I’ve always kind of known that American Chinese food is not “really” Chinese food. Growing up, my family reached for Thai food instead of Chinese food whenever it was time for takeout, so my first major experience with Chinese takeout was at a sleepover. For someone who loves both fried chicken and sugar, sweet and sour chicken was a very satisfying experience, but I never really picked up a taste for it like some people have. As a teenager, it just seemed so tame and safe.
Which is pretty ironic, given that Americans’ initial responses to Chinese food with the first major waves of Chinese immigration during the American Gold Rush was so negative. There were accusations that the Chinese were eating rats, let alone the supposed fact that spicy foods would incite terrible lusts and behaviors among white Americans. So how did it end up becoming so ubiquitous in American culture that it’s become comfort food for people without any Chinese heritage?
Because the Chinese Exclusion Act of 1882, passed because enough American politicians and voters believed that Chinese immigrants were stealing American jobs (sound familiar?), banned them from working in certain fields. This left largely women’s work, like cooking and laundry, as the only work considered “suitable” for Chinese immigrants. And in order to appeal to the American palate, traditional Chinese cooking had to be tweaked.
It’s not a pretty or fun answer, but Lee’s best talent in The Fortune Cookie Chronicles is her ability to cover both lighthearted and devastating material in the same volume. She looks at the horrors of illegal immigration with clear eyes in one chapter and charmingly attempting to divine the best Chinese restaurant in another, in a way that doesn’t overplay one or downplay the other. This makes sense, given Lee’s background as a crime journalist, and also explains the more scattered nature of the book.
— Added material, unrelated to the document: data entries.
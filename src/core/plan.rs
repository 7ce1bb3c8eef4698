//! Resolved build plans.
//!
//! A [`ResolvedPlan`] is the output of the resolver: the argument lists for
//! the configure and build stages and the ordered process steps that run
//! them. It is serializable so `cmext plan` can print it as JSON.

use std::fmt;
use std::path::{Path, PathBuf};

use serde::Serialize;

/// Stage of the external build pipeline.
#[derive(Debug, Clone, Copy, PartialEq, Eq, Hash, Serialize)]
#[serde(rename_all = "lowercase")]
pub enum StepKind {
    Configure,
    Build,
    Install,
}

impl StepKind {
    pub fn as_str(&self) -> &'static str {
        match self {
            StepKind::Configure => "configure",
            StepKind::Build => "build",
            StepKind::Install => "install",
        }
    }
}

impl fmt::Display for StepKind {
    fn fmt(&self, f: &mut fmt::Formatter<'_>) -> fmt::Result {
        f.write_str(self.as_str())
    }
}

/// One external process invocation.
#[derive(Debug, Clone, PartialEq, Eq, Serialize)]
pub struct ProcessStep {
    pub kind: StepKind,
    pub program: PathBuf,
    pub args: Vec<String>,
    pub cwd: PathBuf,
}

impl ProcessStep {
    pub fn new(kind: StepKind, program: impl Into<PathBuf>, cwd: impl Into<PathBuf>) -> Self {
        ProcessStep {
            kind,
            program: program.into(),
            args: Vec::new(),
            cwd: cwd.into(),
        }
    }

    /// Add an argument.
    pub fn arg(mut self, arg: impl Into<String>) -> Self {
        self.args.push(arg.into());
        self
    }

    /// Add multiple arguments.
    pub fn args(mut self, args: impl IntoIterator<Item = impl Into<String>>) -> Self {
        self.args.extend(args.into_iter().map(|a| a.into()));
        self
    }

    /// Render the command line for logs and error messages.
    pub fn display_command(&self) -> String {
        let mut parts = vec![self.program.display().to_string()];
        parts.extend(self.args.iter().cloned());
        parts.join(" ")
    }
}

/// Everything needed to run one extension build.
#[derive(Debug, Clone, PartialEq, Eq, Serialize)]
pub struct ResolvedPlan {
    /// Arguments passed to the configure invocation after the source dir
    pub configure_args: Vec<String>,
    /// Arguments appended to the build invocation
    pub build_args: Vec<String>,
    /// Directory the compiled module must land in
    pub output_dir: PathBuf,
    /// Private scratch directory all steps run in
    pub scratch_dir: PathBuf,
    /// Configure, build and install, in order
    pub steps: Vec<ProcessStep>,
}

impl ResolvedPlan {
    pub fn step(&self, kind: StepKind) -> Option<&ProcessStep> {
        self.steps.iter().find(|s| s.kind == kind)
    }

    pub fn scratch_dir(&self) -> &Path {
        &self.scratch_dir
    }

    /// Serialize the plan as pretty JSON.
    pub fn to_json(&self) -> serde_json::Result<String> {
        serde_json::to_string_pretty(self)
    }
}
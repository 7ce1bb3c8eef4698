//! `cmext build` command

use anyhow::Result;

use crate::cli::BuildArgs;
use cmext::ops::build;
use cmext::util::config::load_for_project;

pub fn execute(args: BuildArgs, verbose: bool) -> Result<()> {
    let cwd = std::env::current_dir()?;
    let config = load_for_project(&cwd);

    let opts = args.into_options(verbose);
    let plan = build(&opts, &config)?;

    eprintln!("    Finished `{}` -> {}", opts.name, plan.output_dir.display());

    Ok(())
}
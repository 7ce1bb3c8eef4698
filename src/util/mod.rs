//! Shared utilities

pub mod config;
pub mod diagnostic;
pub mod fs;
pub mod process;

pub use config::Config;
pub use diagnostic::Diagnostic;
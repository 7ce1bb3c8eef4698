//! Filesystem utilities.

use std::fs;
use std::path::Path;

use anyhow::{Context, Result};

/// Remove a directory and all its contents, if it exists.
pub fn remove_dir_all_if_exists(path: &Path) -> Result<()> {
    if path.exists() {
        fs::remove_dir_all(path)
            .with_context(|| format!("failed to remove directory: {}", path.display()))?;
    }
    Ok(())
}

/// Ensure a directory exists, creating it if necessary.
pub fn ensure_dir(path: &Path) -> std::io::Result<()> {
    if !path.exists() {
        fs::create_dir_all(path)?;
    }
    Ok(())
}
While the search for the origins of the fortune cookie functions as more or less of a spine for the whole endeavor, The Fortune Cookie Chronicles feels more like a collection of articles on the same subject instead of a cohesive history of Chinese food in America. And that’s no bad thing, although, to be fair, I often get lax about structure as long as I’m learning and having fun. the funnest parts of The Fortune Cookie Chronicles. The chapter on the Great Kosher Duck Scandal, which looks at the link between American Jewish culture and American Chinese food, is amazing—it’s like something I’d pick up on Longform to read over my Sunday breakfast. Honestly, like most nonfiction reviews I write, this could easily devolve into listing off the cool things I’ve learned from this book. Like how Misa Chang is the woman who popularized delivery at just the right time in American history, or how Chinese-American restauranteurs took advantage of the vacuum in the food industries left by Japanese internment in World War II.
But even though I enjoyed it, ultimately, it doesn’t leave much of an impression, although I’m certainly glad it exists. If only there was a book like this for every cuisine popular in the United States!
I rented this book from the public library.